Premium Projections and Risk Management
Looking ahead, Tyikwe told MPs that premium income is expected to grow by R6 billion by the close of the current fiscal year. The company’s available capital stood at R21.6 billion at the end of December 2024, with a strategic goal to lift that to R30 billion by 2029.
To gauge its self‑sufficiency, Sasria evaluates how large a loss event it could absorb without government support. According to Tyikwe, the insurer can currently handle a loss of up to R25 billion – a combination of its own capital and the reinsurance cover negotiated for 2025.
Strategic Initiatives: Wrap Cover and Climate Risk
In April 2025 Sasria reintroduced the Wrap Cover product, a primary coupon designed to provide extra insurance capacity for firms with large asset bases and concentrated business‑interruption exposure.
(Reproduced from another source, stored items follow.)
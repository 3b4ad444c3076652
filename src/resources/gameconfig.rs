//! Game configuration.
//!
//! Settings loaded from an INI configuration file. Every value has a safe
//! default, so a missing file or key only means the default is kept.
//!
//! # Configuration File Format
//!
//! ```ini
//! [window]
//! width = 1280
//! height = 720
//! title = The Legend of Tux
//! target_fps = 60
//!
//! [sim]
//! tick_hz = 1000
//! max_ticks_per_frame = 250
//!
//! [animation]
//! ticks_per_frame = 150
//! max_frames = 4
//! text_ticks_per_reveal = 75
//! text_chars_per_reveal = 3
//! text_sound = blip
//!
//! [log]
//! level = info
//! ```

use configparser::ini::Ini;
use log::info;
use std::path::PathBuf;
use std::time::Duration;

const DEFAULT_WINDOW_WIDTH: u32 = 1280;
const DEFAULT_WINDOW_HEIGHT: u32 = 720;
const DEFAULT_WINDOW_TITLE: &str = "The Legend of Tux";
const DEFAULT_TARGET_FPS: u32 = 60;
const DEFAULT_TICK_HZ: u32 = 1000;
const DEFAULT_MAX_TICKS_PER_FRAME: u32 = 250;
const DEFAULT_LOG_LEVEL: &str = "info";
const DEFAULT_CONFIG_PATH: &str = "./config.ini";

/// Tuning of the animation systems.
#[derive(Debug, Clone, PartialEq, Eq)]
pub struct AnimationConfig {
    /// Ticks a walk-cycle frame stays on screen.
    pub ticks_per_frame: u32,
    /// Frames per walk cycle.
    pub max_frames: u32,
    /// Ticks between two typewriter reveals.
    pub text_ticks_per_reveal: u32,
    /// Characters revealed at once.
    pub text_chars_per_reveal: usize,
    /// Track played on each reveal. `None` (written as `none`) for silent text.
    pub text_sound: Option<String>,
}

impl Default for AnimationConfig {
    fn default() -> Self {
        Self {
            ticks_per_frame: 150,
            max_frames: 4,
            text_ticks_per_reveal: 75,
            text_chars_per_reveal: 3,
            text_sound: Some("blip".to_string()),
        }
    }
}

#[derive(Debug, Clone)]
pub struct GameConfig {
    /// Window width in pixels.
    pub window_width: u32,
    /// Window height in pixels.
    pub window_height: u32,
    pub window_title: String,
    /// Target frames per second.
    pub target_fps: u32,
    /// Simulation ticks per second.
    pub tick_hz: u32,
    /// Catch-up limit after a slow frame.
    pub max_ticks_per_frame: u32,
    pub animation: AnimationConfig,
    /// Log filter used when `RUST_LOG` is not set.
    pub log_level: String,
    /// Path to the configuration file.
    pub config_path: PathBuf,
}

impl Default for GameConfig {
    fn default() -> Self {
        Self::new()
    }
}

impl GameConfig {
    /// Create a new configuration with safe default values.
    pub fn new() -> Self {
        Self {
            window_width: DEFAULT_WINDOW_WIDTH,
            window_height: DEFAULT_WINDOW_HEIGHT,
            window_title: DEFAULT_WINDOW_TITLE.to_string(),
            target_fps: DEFAULT_TARGET_FPS,
            tick_hz: DEFAULT_TICK_HZ,
            max_ticks_per_frame: DEFAULT_MAX_TICKS_PER_FRAME,
            animation: AnimationConfig::default(),
            log_level: DEFAULT_LOG_LEVEL.to_string(),
            config_path: PathBuf::from(DEFAULT_CONFIG_PATH),
        }
    }

    /// Create a new configuration with a custom config file path.
    pub fn with_path(path: impl Into<PathBuf>) -> Self {
        Self {
            config_path: path.into(),
            ..Self::new()
        }
    }

    /// Load configuration from the INI file.
    ///
    /// Missing values retain their current (default) values.
    /// Returns an error if the file cannot be read or parsed.
    pub fn load_from_file(&mut self) -> Result<(), String> {
        let mut config = Ini::new();
        config
            .load(&self.config_path)
            .map_err(|e| format!("Failed to load config file: {}", e))?;
        self.apply(&config);

        info!(
            "Loaded config: {}x{} window, fps={}, tick_hz={}, log={}",
            self.window_width, self.window_height, self.target_fps, self.tick_hz, self.log_level
        );

        Ok(())
    }

    /// Load configuration from INI text.
    pub fn load_from_str(&mut self, text: &str) -> Result<(), String> {
        let mut config = Ini::new();
        config
            .read(text.to_string())
            .map_err(|e| format!("Failed to parse config: {}", e))?;
        self.apply(&config);
        Ok(())
    }

    fn apply(&mut self, config: &Ini) {
        let uint = |section: &str, key: &str| config.getuint(section, key).ok().flatten();

        // [window] section
        if let Some(width) = uint("window", "width") {
            self.window_width = width as u32;
        }
        if let Some(height) = uint("window", "height") {
            self.window_height = height as u32;
        }
        if let Some(title) = config.get("window", "title") {
            self.window_title = title;
        }
        if let Some(fps) = uint("window", "target_fps") {
            self.target_fps = fps as u32;
        }

        // [sim] section
        if let Some(hz) = uint("sim", "tick_hz").filter(|hz| *hz > 0) {
            self.tick_hz = hz as u32;
        }
        if let Some(max) = uint("sim", "max_ticks_per_frame").filter(|max| *max > 0) {
            self.max_ticks_per_frame = max as u32;
        }

        // [animation] section
        let anim = &mut self.animation;
        if let Some(ticks) = uint("animation", "ticks_per_frame").filter(|t| *t > 0) {
            anim.ticks_per_frame = ticks as u32;
        }
        if let Some(frames) = uint("animation", "max_frames").filter(|f| *f > 0) {
            anim.max_frames = frames as u32;
        }
        if let Some(ticks) = uint("animation", "text_ticks_per_reveal").filter(|t| *t > 0) {
            anim.text_ticks_per_reveal = ticks as u32;
        }
        if let Some(chars) = uint("animation", "text_chars_per_reveal").filter(|c| *c > 0) {
            anim.text_chars_per_reveal = chars as usize;
        }
        if let Some(sound) = config.get("animation", "text_sound") {
            // "none" silences the typewriter
            anim.text_sound = (!sound.is_empty() && !sound.eq_ignore_ascii_case("none")).then_some(sound);
        }

        // [log] section
        if let Some(level) = config.get("log", "level") {
            self.log_level = level;
        }
    }

    /// Save configuration to the INI file.
    ///
    /// Creates the file if it doesn't exist.
    pub fn save_to_file(&self) -> Result<(), String> {
        let mut config = Ini::new();

        // [window] section
        config.set("window", "width", Some(self.window_width.to_string()));
        config.set("window", "height", Some(self.window_height.to_string()));
        config.set("window", "title", Some(self.window_title.clone()));
        config.set("window", "target_fps", Some(self.target_fps.to_string()));

        // [sim] section
        config.set("sim", "tick_hz", Some(self.tick_hz.to_string()));
        config.set("sim", "max_ticks_per_frame", Some(self.max_ticks_per_frame.to_string()));

        // [animation] section
        let anim = &self.animation;
        config.set("animation", "ticks_per_frame", Some(anim.ticks_per_frame.to_string()));
        config.set("animation", "max_frames", Some(anim.max_frames.to_string()));
        config.set(
            "animation",
            "text_ticks_per_reveal",
            Some(anim.text_ticks_per_reveal.to_string()),
        );
        config.set(
            "animation",
            "text_chars_per_reveal",
            Some(anim.text_chars_per_reveal.to_string()),
        );
        config.set(
            "animation",
            "text_sound",
            Some(anim.text_sound.clone().unwrap_or_else(|| "none".to_string())),
        );

        // [log] section
        config.set("log", "level", Some(self.log_level.clone()));

        config
            .write(&self.config_path)
            .map_err(|e| format!("Failed to save config file: {}", e))?;

        info!("Saved config to {:?}", self.config_path);

        Ok(())
    }

    /// Duration of one simulation tick.
    pub fn tick_interval(&self) -> Duration {
        Duration::from_secs(1) / self.tick_hz.max(1)
    }

    /// Get the window size.
    pub fn window_size(&self) -> (u32, u32) {
        (self.window_width, self.window_height)
    }
}
//! Windowed backend on raylib.
//!
//! [`RaylibGraphics`] owns the window. Draw calls are queued during a frame and
//! flushed in `z` order (stable, so submission order breaks ties) when the frame
//! is committed. Bitmap fonts are ordinary sprite sheets holding 16 glyphs per
//! row in ASCII order.
//!
//! [`audio_thread`] owns the raylib audio device on its own thread and plays
//! sound effects on request.

use crossbeam_channel::Receiver;
use log::{error, info, trace, warn};
use raylib::core::audio::{RaylibAudio, Sound};
use raylib::prelude::*;
use rustc_hash::FxHashMap;

use crate::backend::{BackendError, Graphics, InputSample, SpriteHandle};
use crate::resources::audio::AudioCmd;
use crate::resources::gameconfig::GameConfig;

const GLYPHS_PER_ROW: i32 = 16;
const CLEAR_COLOR: Color = Color::new(24, 20, 37, 255);

struct Sheet {
    texture: Texture2D,
    frame_w: i32,
    frame_h: i32,
}

enum Queued {
    Sprite {
        sprite: SpriteHandle,
        x: i32,
        y: i32,
        frame_x: i32,
        frame_y: i32,
    },
    Text {
        font: SpriteHandle,
        x: i32,
        y: i32,
        text: String,
    },
}

pub struct RaylibGraphics {
    rl: RaylibHandle,
    thread: RaylibThread,
    sheets: Vec<Sheet>,
    queue: Vec<(i32, Queued)>,
}

impl RaylibGraphics {
    pub fn new(config: &GameConfig) -> Self {
        let (mut rl, thread) = raylib::init()
            .size(config.window_width as i32, config.window_height as i32)
            .title(&config.window_title)
            .build();
        rl.set_target_fps(config.target_fps);
        info!(
            "window {}x{} '{}' at {} fps",
            config.window_width, config.window_height, config.window_title, config.target_fps
        );
        Self {
            rl,
            thread,
            sheets: Vec::new(),
            queue: Vec::new(),
        }
    }

    fn draw_glyphs(d: &mut RaylibDrawHandle, sheet: &Sheet, x: i32, y: i32, text: &str) {
        let (mut cx, mut cy) = (x, y);
        for c in text.chars() {
            if c == '\n' {
                cx = x;
                cy += sheet.frame_h;
                continue;
            }
            let code = if c.is_ascii() { c as i32 } else { '?' as i32 };
            let src = Rectangle::new(
                ((code % GLYPHS_PER_ROW) * sheet.frame_w) as f32,
                ((code / GLYPHS_PER_ROW) * sheet.frame_h) as f32,
                sheet.frame_w as f32,
                sheet.frame_h as f32,
            );
            d.draw_texture_rec(&sheet.texture, src, Vector2::new(cx as f32, cy as f32), Color::WHITE);
            cx += sheet.frame_w;
        }
    }
}

impl Graphics for RaylibGraphics {
    fn create_sprite(
        &mut self,
        image: &crate::backend::Image,
        display_w: u32,
        display_h: u32,
    ) -> Result<SpriteHandle, BackendError> {
        image.check()?;
        let mut img = Image::gen_image_color(image.width as i32, image.height as i32, Color::BLANK);
        for y in 0..image.height {
            for x in 0..image.width {
                if let Some([r, g, b, a]) = image.pixel(x, y) {
                    img.draw_pixel(x as i32, y as i32, Color::new(r, g, b, a));
                }
            }
        }
        let texture = self
            .rl
            .load_texture_from_image(&self.thread, &img)
            .map_err(|e| BackendError::Graphics(e.to_string()))?;
        let handle = SpriteHandle(self.sheets.len() as u32);
        self.sheets.push(Sheet {
            texture,
            frame_w: display_w as i32,
            frame_h: display_h as i32,
        });
        Ok(handle)
    }

    fn draw_sprite(&mut self, sprite: SpriteHandle, x: i32, y: i32, z: i32, frame_x: i32, frame_y: i32) {
        self.queue.push((
            z,
            Queued::Sprite {
                sprite,
                x,
                y,
                frame_x,
                frame_y,
            },
        ));
    }

    fn draw_text(&mut self, font: SpriteHandle, x: i32, y: i32, z: i32, text: &str, visible: usize) {
        let text = text.chars().take(visible).collect();
        self.queue.push((z, Queued::Text { font, x, y, text }));
    }

    fn poll_input(&mut self) -> InputSample {
        let axis = |neg: KeyboardKey, pos: KeyboardKey| {
            i32::from(self.rl.is_key_down(pos)) - i32::from(self.rl.is_key_down(neg))
        };
        InputSample::from_axes(
            axis(KeyboardKey::KEY_A, KeyboardKey::KEY_D),
            axis(KeyboardKey::KEY_W, KeyboardKey::KEY_S),
        )
    }

    fn begin_frame(&mut self) {
        self.queue.clear();
    }

    fn commit_frame(&mut self) {
        self.queue.sort_by_key(|(z, _)| *z);
        let queue = std::mem::take(&mut self.queue);
        let sheets = &self.sheets;
        let mut d = self.rl.begin_drawing(&self.thread);
        d.clear_background(CLEAR_COLOR);
        for (_, call) in &queue {
            match call {
                Queued::Sprite {
                    sprite,
                    x,
                    y,
                    frame_x,
                    frame_y,
                } => {
                    let Some(sheet) = sheets.get(sprite.0 as usize) else {
                        continue;
                    };
                    let src = Rectangle::new(
                        (frame_x * sheet.frame_w) as f32,
                        (frame_y * sheet.frame_h) as f32,
                        sheet.frame_w as f32,
                        sheet.frame_h as f32,
                    );
                    d.draw_texture_rec(&sheet.texture, src, Vector2::new(*x as f32, *y as f32), Color::WHITE);
                }
                Queued::Text { font, x, y, text } => {
                    if let Some(sheet) = sheets.get(font.0 as usize) {
                        Self::draw_glyphs(&mut d, sheet, *x, *y, text);
                    }
                }
            }
        }
        trace!("drew {} calls", queue.len());
    }

    fn is_running(&self) -> bool {
        !self.rl.window_should_close()
    }
}

/// Entry point of the dedicated audio thread.
///
/// Owns the raylib audio device and every loaded [`Sound`]. Blocks on the
/// command channel until [`AudioCmd::Shutdown`] or until the bridge is gone.
pub fn audio_thread(rx_cmd: Receiver<AudioCmd>) {
    let audio = match RaylibAudio::init_audio_device() {
        Ok(device) => device,
        Err(e) => {
            error!("[audio] failed to initialize audio device: {e}");
            return;
        }
    };
    info!("[audio] thread starting (id={:?})", std::thread::current().id());

    let mut sounds: FxHashMap<String, Sound> = FxHashMap::default();
    for cmd in rx_cmd.iter() {
        match cmd {
            AudioCmd::LoadFx { id, path } => match audio.new_sound(&path) {
                Ok(sound) => {
                    info!("[audio] loaded fx id='{id}' path='{path}'");
                    sounds.insert(id, sound);
                }
                Err(e) => warn!("[audio] load failed id='{id}' path='{path}' error='{e}'"),
            },
            AudioCmd::PlayFx { id, volume } => match sounds.get(&id) {
                Some(sound) => {
                    sound.set_volume(volume);
                    sound.play();
                }
                None => warn!("[audio] play requested for unknown fx '{id}'"),
            },
            AudioCmd::Shutdown => break,
        }
    }
    info!("[audio] thread exiting");
}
Under the arrangement Sasria retains 20 % of the risk, limiting any single payout to a maximum of R500 million.
The product is backed by competitive rates secured from London‑market reinsurers, demonstrating Sasria’s ability to access global capacity while keeping a meaningful share of the exposure.
Beyond traditional riot and strike cover, Sasria is monitoring emerging threats. Geopolitical tensions – notably the prospective US‑Iran conflict – could raise reinsurance costs for the risks it underwrites. Domestically, persistent unemployment and inequality continue to fuel unrest risk, a factor the insurer tracks closely.
Recognising the changing risk landscape, Finance Minister Enoch Godongwana highlighted in Sasria’s latest integrated report that the company is exploring ways to extend its mandate to cover climate‑related perils such as floods, droughts and other extreme weather events.
“As South Africa grapples with the increasing frequency and severity of climate events such as floods, droughts and other natural disasters, there is a clear and urgent need for innovative financial tools to address these risks.”
– Enoch Godongwana, Minister of Finance
Outlook and Challenges
Sasria’s turnaround has been attributed to solid leadership, prudent financial management and a clear strategic vision aligned with national priorities. Nevertheless, Tyikwe warned that discipline remains essential. Maintaining strong underwriting standards, diversifying reinsurance panels and continuing to innovate – especially in climate risk – will be key to sustaining the growth trajectory.
For stakeholders, the message is clear: Sasria has rebuilt its capital base, is poised for premium expansion and is actively shaping its product suite to meet both traditional and emerging risks in South Africa’s evolving socio‑economic environment.